#### [Required work]
Counting only the lines below that contain the word "Malformed", what is the total? Give it with no other words.

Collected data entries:
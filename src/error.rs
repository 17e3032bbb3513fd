use thiserror::Error;

use crate::ast::NodeKind;

/// Fatal errors raised by a pass. Type mismatches are not errors: they are
/// collected as [`crate::semantic::type_check::TypeDiagnostic`]s instead.
#[derive(Debug, Error, Clone, PartialEq, Eq)]
pub enum CompileError {
    #[error("Malformed {kind} node: no child at index {index} (has {found} children)")]
    MissingChild {
        kind: NodeKind,
        index: usize,
        found: usize,
    },
    #[error("Malformed {kind} node: expected {expected} children, found {found}")]
    WrongArity {
        kind: NodeKind,
        expected: usize,
        found: usize,
    },
    #[error("Malformed {parent} node: child {index} should be {expected}, found {found}")]
    UnexpectedChild {
        parent: NodeKind,
        index: usize,
        expected: NodeKind,
        found: NodeKind,
    },
    #[error("{kind} node cannot appear here")]
    UnexpectedNode { kind: NodeKind },
    #[error("Invalid array dimension '{text}'")]
    InvalidDimension { text: String },
    #[error("Unknown type '{name}'")]
    UnknownType { name: String },
    #[error("{kind} node '{data}' is missing its {attribute} attribute")]
    MissingAttribute {
        kind: NodeKind,
        data: String,
        attribute: &'static str,
    },
    #[error("Undeclared identifier '{name}' in scope {scope}")]
    UndeclaredIdentifier { name: String, scope: String },
    #[error("'{name}' is not a function")]
    NotAFunction { name: String },
    #[error("'{name}' is not a variable")]
    NotAVariable { name: String },
    #[error("Function '{name}' expected {expected} arguments, got {found}")]
    FunctionArityMismatch {
        name: String,
        expected: usize,
        found: usize,
    },
    #[error("Variable '{name}' does not fit in the frame of {scope}")]
    FrameTooLarge { name: String, scope: String },
    #[error("Variable '{name}' is not stored in the frame of {scope}")]
    NonLocalVariable { name: String, scope: String },
    #[error("Unsupported operator '{operator}'")]
    UnsupportedOperator { operator: String },
    #[error("Literal '{literal}' cannot be loaded as an integer immediate")]
    UnsupportedLiteral { literal: String },
    #[error("Return outside of function")]
    ReturnOutsideFunction,
}

pub type CompileResult<T> = Result<T, CompileError>;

#### [Written response]
3